* _EXERCISE GOAL_:
Repeat exactly the lines from the start of the entries below through the line containing "use std::time::Instant;". Omit the rest.

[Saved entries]
————

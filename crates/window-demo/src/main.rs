// File: crates/window-demo/src/main.rs
// Summary: Interactive windowed demo: hover tooltips, caption clicks with animated
// axis swaps, and full chart rebuild on resize. CPU blit via winit + softbuffer.

use std::num::NonZeroU32;
use std::time::Instant;

use scatter_core::{render, ChartState, Dataset, Layout, RenderOptions};
use winit::event::{ElementState, Event, MouseButton, WindowEvent};
use winit::event_loop::{ControlFlow, EventLoop};
use winit::window::WindowBuilder;

const DATA_PATH: &str = "assets/data/data.csv";

fn main() {
    // Load data once. A failure leaves the chart unrendered; the window still
    // opens and shows only the background.
    let dataset = match Dataset::load_csv(DATA_PATH) {
        Ok(ds) => {
            println!("Loaded {} records from {DATA_PATH}", ds.len());
            Some(ds)
        }
        Err(e) => {
            eprintln!("dataset load failed: {e}");
            None
        }
    };

    let event_loop = EventLoop::new();
    let window = WindowBuilder::new()
        .with_title("State Scatter — Window Demo")
        .with_inner_size(winit::dpi::LogicalSize::new(900.0, 600.0))
        .build(&event_loop)
        .expect("build window");

    let context = unsafe { softbuffer::Context::new(&window) }.expect("softbuffer context");
    let mut surface = unsafe { softbuffer::Surface::new(&context, &window) }.expect("softbuffer surface");

    let mut size = window.inner_size();
    let build_state = |ds: Option<&Dataset>, w: u32, h: u32| -> Option<ChartState> {
        let ds = ds?;
        match ChartState::new(ds, Layout::new(w.max(1) as i32, h.max(1) as i32)) {
            Ok(st) => Some(st),
            Err(e) => {
                eprintln!("chart state failed: {e}");
                None
            }
        }
    };

    let mut state = build_state(dataset.as_ref(), size.width, size.height);
    let mut transition_start: Option<Instant> = None;
    let mut cursor: Option<(f32, f32)> = None;

    event_loop.run(move |event, _, cf| {
        *cf = if transition_start.is_some() { ControlFlow::Poll } else { ControlFlow::Wait };
        match event {
            Event::WindowEvent { event, .. } => match event {
                WindowEvent::CloseRequested => {
                    *cf = ControlFlow::Exit;
                }
                WindowEvent::Resized(new_size) => {
                    // Full rebuild policy: drop the chart (abandoning any
                    // in-flight transition) and refit around the new canvas.
                    size = new_size;
                    state = build_state(dataset.as_ref(), size.width, size.height);
                    transition_start = None;
                    window.request_redraw();
                }
                WindowEvent::CursorMoved { position, .. } => {
                    let (cx, cy) = (position.x as f32, position.y as f32);
                    cursor = Some((cx, cy));
                    if let (Some(st), Some(ds)) = (state.as_mut(), dataset.as_ref()) {
                        let hovered = st.hover_at(ds, cx, cy);
                        if hovered != st.hovered {
                            st.hovered = hovered;
                            window.request_redraw();
                        }
                    }
                }
                WindowEvent::CursorLeft { .. } => {
                    cursor = None;
                    if let Some(st) = state.as_mut() {
                        if st.hovered.take().is_some() {
                            window.request_redraw();
                        }
                    }
                }
                WindowEvent::MouseInput { state: btn_state, button, .. } => {
                    if button == MouseButton::Left && btn_state == ElementState::Pressed {
                        if let (Some((cx, cy)), Some(ds)) = (cursor, dataset.as_ref()) {
                            let choice = state.as_ref().and_then(|st| st.layout.caption_at(cx, cy));
                            if let Some(choice) = choice {
                                if let Some(st) = state.take() {
                                    println!("axis selection: {choice:?}");
                                    match st.select(ds, choice) {
                                        Ok(next) => {
                                            state = Some(next);
                                            transition_start = Some(Instant::now());
                                            *cf = ControlFlow::Poll;
                                        }
                                        Err(e) => eprintln!("selection failed: {e}"),
                                    }
                                    window.request_redraw();
                                }
                            }
                        }
                    }
                }
                _ => {}
            },
            Event::MainEventsCleared => {
                if let Some(start) = transition_start {
                    let done = state
                        .as_ref()
                        .and_then(|st| st.transition.as_ref())
                        .map_or(true, |t| t.is_finished(start.elapsed()));
                    if done {
                        if let Some(st) = state.as_mut() {
                            st.settle();
                        }
                        transition_start = None;
                        *cf = ControlFlow::Wait;
                    }
                    window.request_redraw();
                }
            }
            Event::RedrawRequested(_) => {
                let w = size.width.max(1);
                let h = size.height.max(1);
                surface
                    .resize(NonZeroU32::new(w).unwrap(), NonZeroU32::new(h).unwrap())
                    .ok();
                let mut frame = match surface.buffer_mut() {
                    Ok(f) => f,
                    Err(e) => {
                        eprintln!("frame unavailable: {e:?}");
                        return;
                    }
                };

                match (state.as_ref(), dataset.as_ref()) {
                    (Some(st), Some(ds)) => {
                        let elapsed = transition_start
                            .map(|t| t.elapsed())
                            .unwrap_or_default();
                        let scene = st.scene_at(ds, elapsed);
                        let mut opts = RenderOptions::default();
                        opts.width = w as i32;
                        opts.height = h as i32;
                        match render::render_to_rgba8(&scene, &opts) {
                            Ok(rgba) => {
                                let max_px = frame.len().min(rgba.len() / 4);
                                for (i, px) in rgba.chunks_exact(4).take(max_px).enumerate() {
                                    let r = px[0] as u32;
                                    let g = px[1] as u32;
                                    let b = px[2] as u32;
                                    let a = px[3] as u32;
                                    frame[i] = (a << 24) | (r << 16) | (g << 8) | b;
                                }
                            }
                            Err(e) => eprintln!("render error: {e}"),
                        }
                    }
                    _ => {
                        // No dataset: plain background, no chart.
                        let bg = 0xFF121214u32;
                        for px in frame.iter_mut() {
                            *px = bg;
                        }
                    }
                }
                if let Err(e) = frame.present() {
                    eprintln!("present error: {e:?}");
                }
            }
            _ => {}
        }
    });
}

————

* _REPLY_:
filename crates/window-demo/src/main.rs
// File: crates/window-demo/src/main.rs
// Summary: Interactive windowed demo: hover tooltips, caption clicks with animated
// axis swaps, and full chart rebuild on resize. CPU blit via winit + softbuffer.

use std::num::NonZeroU32;
use std::time::Instant;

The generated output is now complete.